The transmission of SARS-CoV-2 is likely to occur through a number of routes, including contact with contaminated surfaces. Many studies have used reverse transcription-PCR (RT-PCR) analysis to detect SARS-CoV-2 RNA on surfaces, but seldom has viable virus been detected. This paper investigates the viability over time of SARS-CoV-2 dried onto a range of materials and compares viability of the virus to RNA copies recovered and whether virus viability is concentration dependent. Viable virus persisted for the longest time on surgical mask material and stainless steel, with a 99.9% reduction in viability by 122 and 114 h, respectively. Viability of SARS-CoV-2 reduced the fastest on a polyester shirt, with a 99.9% reduction within 2.5 h. Viability on the bank note was reduced second fastest, with 99.9% reduction in 75 h. RNA on all surfaces exhibited a 1-log reduction in genome copy number recovery over 21 days. The findings show that SARS-CoV-2 is most stable on nonporous hydrophobic surfaces. RNA is highly stable when dried on surfaces, with only 1-log reduction in recovery over 3 weeks.
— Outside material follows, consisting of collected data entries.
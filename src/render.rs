//! Renderer adapter: element list → draw calls on a [`DrawSurface`].
//!
//! The code generator drives the same functions with a text-emitting surface,
//! so every branch taken here shows up verbatim in the generated code.

use crate::element::{ButtonStyle, Element, ElementProps, PropertyChange, fit_to_buffer};
use crate::error::SurfaceError;
use crate::surface::{ColorValue, DrawSurface, Font, StyleColor, StyleVar};
use egui::{Pos2, Vec2, pos2, vec2};

/// Design surface the preview scale is computed against. Independent of the real canvas size.
pub(crate) const REFERENCE_SIZE: Vec2 = vec2(800.0, 400.0);

/// Margin between a preview's origin and element position (0, 0).
pub(crate) const ORIGIN_MARGIN: Vec2 = vec2(10.0, 30.0);

/// Used when a preview target reports no area.
pub(crate) const FALLBACK_TARGET: Vec2 = vec2(400.0, 300.0);

/// How stored element geometry maps onto a surface.
#[derive(Clone, Copy, Debug, PartialEq)]
pub(crate) struct Placement {
    pub(crate) offset: Vec2,
    pub(crate) scale: f32,
}

impl Placement {
    /// Stored coordinates unchanged; what generated code uses.
    pub(crate) const RAW: Placement = Placement {
        offset: Vec2::ZERO,
        scale: 1.0,
    };

    /// The design-time preview window.
    pub(crate) const DESIGN: Placement = Placement {
        offset: ORIGIN_MARGIN,
        scale: 1.0,
    };

    /// Embedded preview fitted into `target`.
    pub fn scaled(target: Vec2) -> Self {
        Self {
            offset: ORIGIN_MARGIN,
            scale: preview_scale(target),
        }
    }

    pub fn cursor(&self, pos: Pos2) -> Pos2 {
        pos2(
            pos.x * self.scale + self.offset.x,
            pos.y * self.scale + self.offset.y,
        )
    }

    pub fn size(&self, size: Vec2) -> Vec2 {
        size * self.scale
    }
}

/// Uniform scale that fits the reference design surface into `target`.
pub(crate) fn preview_scale(target: Vec2) -> f32 {
    let target = if target.x <= 0.0 || target.y <= 0.0 {
        FALLBACK_TARGET
    } else {
        target
    };
    (target.x / REFERENCE_SIZE.x).min(target.y / REFERENCE_SIZE.y)
}

/// What the user did to one element during a frame.
#[derive(Clone, Debug, PartialEq)]
pub(crate) enum Interaction {
    Activated,
    Edited(PropertyChange),
}

/// Interactions collected over a frame, by element index.
#[derive(Clone, Debug, Default, PartialEq)]
pub(crate) struct FrameReport {
    pub(crate) edits: Vec<(usize, PropertyChange)>,
    pub(crate) activated: Vec<usize>,
}

impl FrameReport {
    pub fn is_empty(&self) -> bool {
        self.edits.is_empty() && self.activated.is_empty()
    }
}

/// Draws one element. Pushes and pops are always balanced.
pub(crate) fn draw_element<S: DrawSurface + ?Sized>(
    surface: &mut S,
    element: &Element,
    placement: Placement,
) -> Option<Interaction> {
    surface.set_cursor_pos(placement.cursor(element.pos));

    match &element.props {
        ElementProps::Button(p) => {
            let padding = p.style.frame_padding();
            if let Some(pad) = padding {
                surface.push_style_var(StyleVar::FramePadding, pad);
            }
            let pushed = if p.style == ButtonStyle::Invisible {
                surface.push_style_color(StyleColor::Button, ColorValue::Transparent);
                surface.push_style_color(StyleColor::ButtonHovered, ColorValue::Transparent);
                surface.push_style_color(StyleColor::ButtonActive, ColorValue::Transparent);
                3
            } else {
                surface.push_style_color(
                    StyleColor::Button,
                    ColorValue::Opaque(p.background_color),
                );
                surface.push_style_color(StyleColor::Text, ColorValue::Opaque(p.text_color));
                2
            };
            let activated = surface.button(&p.text, placement.size(p.size));
            surface.pop_style_color(pushed);
            if padding.is_some() {
                surface.pop_style_var(1);
            }
            activated.then_some(Interaction::Activated)
        }
        ElementProps::Text(p) => {
            if p.is_bold {
                surface.push_font(Font::Bold);
            }
            surface.push_style_color(StyleColor::Text, ColorValue::Opaque(p.text_color));
            surface.text(&p.text);
            surface.pop_style_color(1);
            if p.is_bold {
                surface.pop_font();
            }
            None
        }
        ElementProps::InputText(p) => {
            let mut buf = fit_to_buffer(&p.value, p.max_length).to_owned();
            surface
                .input_text(&p.label, &mut buf, p.max_length, p.is_password)
                .then(|| Interaction::Edited(PropertyChange::InputValue(buf)))
        }
        ElementProps::Checkbox(p) => {
            let mut checked = p.is_checked;
            surface
                .checkbox(&p.label, &mut checked)
                .then_some(Interaction::Edited(PropertyChange::Checked(checked)))
        }
        ElementProps::Slider(p) => {
            let mut value = p.value;
            surface
                .slider_float(&p.label, &mut value, p.min_value, p.max_value)
                .then_some(Interaction::Edited(PropertyChange::SliderValue(value)))
        }
        ElementProps::ComboBox(p) => {
            if p.items.is_empty() {
                return None;
            }
            let mut selected = p.selected_index;
            surface
                .combo(&p.label, &mut selected, &p.items)
                .then_some(Interaction::Edited(PropertyChange::SelectedIndex(selected)))
        }
    }
}

/// Draws every element in collection order (later elements paint over earlier ones).
pub(crate) fn draw_elements<S: DrawSurface + ?Sized>(
    surface: &mut S,
    elements: &[Element],
    placement: Placement,
) -> FrameReport {
    let mut report = FrameReport::default();
    for (i, element) in elements.iter().enumerate() {
        match draw_element(surface, element, placement) {
            Some(Interaction::Activated) => report.activated.push(i),
            Some(Interaction::Edited(change)) => report.edits.push((i, change)),
            None => {}
        }
    }
    report
}

/// One complete frame: begin, draw, end, render.
pub(crate) fn render_frame<S: DrawSurface + ?Sized>(
    surface: &mut S,
    elements: &[Element],
    placement: Placement,
) -> Result<FrameReport, SurfaceError> {
    surface.begin_frame()?;
    let report = draw_elements(surface, elements, placement);
    surface.end_frame()?;
    surface.render()?;
    Ok(report)
}

#[cfg(test)]
mod tests {
    use super::*;
    use crate::element::{ElementKind, Rgb};
    use crate::surface::recording::{DrawCall, RecordingSurface, Scripted};

    fn button(style: ButtonStyle) -> Element {
        let mut e = Element::new(ElementKind::Button, pos2(10.0, 10.0));
        e.apply(PropertyChange::Text("OK".into())).unwrap();
        e.apply(PropertyChange::Size(vec2(80.0, 24.0))).unwrap();
        e.apply(PropertyChange::Style(style)).unwrap();
        e
    }

    #[test]
    fn test_default_button_call_sequence() {
        let mut s = RecordingSurface::new();
        draw_element(&mut s, &button(ButtonStyle::Default), Placement::RAW);
        assert_eq!(
            s.calls,
            vec![
                DrawCall::SetCursorPos(pos2(10.0, 10.0)),
                DrawCall::PushStyleColor(StyleColor::Button, ColorValue::Opaque(Rgb::GREEN)),
                DrawCall::PushStyleColor(StyleColor::Text, ColorValue::Opaque(Rgb::WHITE)),
                DrawCall::Button {
                    label: "OK".into(),
                    size: vec2(80.0, 24.0)
                },
                DrawCall::PopStyleColor(2),
            ]
        );
    }

    #[test]
    fn test_invisible_button_pushes_three_transparent_colors() {
        let mut s = RecordingSurface::new();
        draw_element(&mut s, &button(ButtonStyle::Invisible), Placement::RAW);
        assert_eq!(
            s.count(|c| matches!(c, DrawCall::PushStyleColor(_, ColorValue::Transparent))),
            3
        );
        assert!(s.calls.contains(&DrawCall::PopStyleColor(3)));
        assert_eq!(s.count(|c| matches!(c, DrawCall::PushStyleVar(..))), 0);
        assert_eq!(s.count(|c| matches!(c, DrawCall::PopStyleVar(_))), 0);
    }

    #[test]
    fn test_sized_styles_push_frame_padding() {
        for (style, pad) in [
            (ButtonStyle::Small, vec2(4.0, 2.0)),
            (ButtonStyle::Large, vec2(12.0, 8.0)),
        ] {
            let mut s = RecordingSurface::new();
            draw_element(&mut s, &button(style), Placement::RAW);
            assert_eq!(
                s.calls[1],
                DrawCall::PushStyleVar(StyleVar::FramePadding, pad)
            );
            assert_eq!(s.calls.last(), Some(&DrawCall::PopStyleVar(1)));
        }
    }

    #[test]
    fn test_every_button_style_renders_balanced_frame() {
        for style in ButtonStyle::ALL {
            let mut s = RecordingSurface::new();
            let elements = vec![button(style)];
            assert!(render_frame(&mut s, &elements, Placement::DESIGN).is_ok(), "{style:?}");
        }
    }

    #[test]
    fn test_bold_text_wraps_font() {
        let mut e = Element::new(ElementKind::Text, pos2(0.0, 0.0));
        e.apply(PropertyChange::Bold(true)).unwrap();
        let mut s = RecordingSurface::new();
        draw_element(&mut s, &e, Placement::RAW);
        assert_eq!(s.calls[1], DrawCall::PushFont(Font::Bold));
        assert_eq!(s.calls.last(), Some(&DrawCall::PopFont));
        assert_eq!(s.count(|c| matches!(c, DrawCall::PopStyleColor(1))), 1);

        e.apply(PropertyChange::Bold(false)).unwrap();
        let mut s = RecordingSurface::new();
        draw_element(&mut s, &e, Placement::RAW);
        assert_eq!(s.count(|c| matches!(c, DrawCall::PushFont(_) | DrawCall::PopFont)), 0);
    }

    #[test]
    fn test_empty_combo_draws_nothing() {
        let mut e = Element::new(ElementKind::ComboBox, pos2(0.0, 0.0));
        e.apply(PropertyChange::Items(Vec::new())).unwrap();
        e.apply(PropertyChange::SelectedIndex(3)).unwrap();
        let mut s = RecordingSurface::new();
        let report = render_frame(&mut s, &[e], Placement::DESIGN).unwrap();
        assert!(report.is_empty());
        assert_eq!(s.count(|c| matches!(c, DrawCall::Combo { .. })), 0);
    }

    #[test]
    fn test_input_buffer_is_truncated_not_rejected() {
        let mut e = Element::new(ElementKind::InputText, pos2(0.0, 0.0));
        e.apply(PropertyChange::InputValue("hello".into())).unwrap();
        e.apply(PropertyChange::MaxLength(4)).unwrap();
        let mut s = RecordingSurface::new();
        draw_element(&mut s, &e, Placement::RAW);
        assert!(s.calls.contains(&DrawCall::InputText {
            label: "Input".into(),
            value: "hel".into(),
            max_length: 4,
            password: false,
        }));
    }

    #[test]
    fn test_widget_edits_are_reported_for_write_back() {
        let elements = vec![
            Element::new(ElementKind::Checkbox, pos2(0.0, 0.0)),
            Element::new(ElementKind::Slider, pos2(0.0, 40.0)),
            Element::new(ElementKind::ComboBox, pos2(0.0, 80.0)),
            Element::new(ElementKind::InputText, pos2(0.0, 120.0)),
            Element::new(ElementKind::Button, pos2(0.0, 160.0)),
        ];
        let mut s = RecordingSurface::new()
            .script("Checkbox", Scripted::Check(true))
            .script("Slider", Scripted::Slide(0.25))
            .script("Combo", Scripted::Select(2))
            .script("Input", Scripted::Type("abc".into()))
            .script("Button", Scripted::Press);
        let report = render_frame(&mut s, &elements, Placement::DESIGN).unwrap();
        assert_eq!(
            report.edits,
            vec![
                (0, PropertyChange::Checked(true)),
                (1, PropertyChange::SliderValue(0.25)),
                (2, PropertyChange::SelectedIndex(2)),
                (3, PropertyChange::InputValue("abc".into())),
            ]
        );
        assert_eq!(report.activated, vec![4]);
    }

    #[test]
    fn test_design_placement_offsets_by_margin() {
        let mut s = RecordingSurface::new();
        draw_element(&mut s, &button(ButtonStyle::Default), Placement::DESIGN);
        assert_eq!(s.calls[0], DrawCall::SetCursorPos(pos2(20.0, 40.0)));
    }

    #[test]
    fn test_scaled_placement_scales_position_then_offsets() {
        let placement = Placement::scaled(vec2(400.0, 300.0));
        assert_eq!(placement.scale, 0.5);
        let mut s = RecordingSurface::new();
        let mut e = button(ButtonStyle::Default);
        e.apply(PropertyChange::Position(pos2(100.0, 100.0))).unwrap();
        draw_element(&mut s, &e, placement);
        assert_eq!(s.calls[0], DrawCall::SetCursorPos(pos2(60.0, 80.0)));
        assert!(s.calls.contains(&DrawCall::Button {
            label: "OK".into(),
            size: vec2(40.0, 12.0)
        }));
    }

    #[test]
    fn test_preview_scale_picks_smaller_axis() {
        assert_eq!(preview_scale(vec2(1600.0, 400.0)), 1.0);
        assert_eq!(preview_scale(vec2(800.0, 800.0)), 1.0);
        assert_eq!(preview_scale(vec2(400.0, 400.0)), 0.5);
        // no area: fall back to 400x300
        assert_eq!(preview_scale(vec2(0.0, 0.0)), 0.5);
    }

    #[test]
    fn test_failed_begin_frame_propagates() {
        let mut s = RecordingSurface::new();
        s.fail_frames(1);
        assert!(render_frame(&mut s, &[], Placement::DESIGN).is_err());
        assert!(render_frame(&mut s, &[], Placement::DESIGN).is_ok());
    }
}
In comparison, SARS-CoV-2 viability reduced more rapidly, but this loss in viability was found to be independent of starting concentration. Expected levels of SARS-CoV-2 viable environmental surface contamination would lead to undetectable levels within 2 days. Therefore, when RNA is detected on surfaces, it does not directly indicate the presence of viable virus, even at low cycle threshold values. This study shows the impact of material type on the viability of SARS-CoV-2 on surfaces. It demonstrates that the decay rate of viable SARS-CoV-2 is independent of starting concentration. However, RNA shows high stability on surfaces over extended periods. This has implications for interpretation of surface sampling results using RT-PCR to determine the possibility of viable virus from a surface, where RT-PCR is not an appropriate technique to determine viable virus. Unless sampled immediately after contamination, it is difficult to align RNA copy numbers to quantity of viable virus on a surface.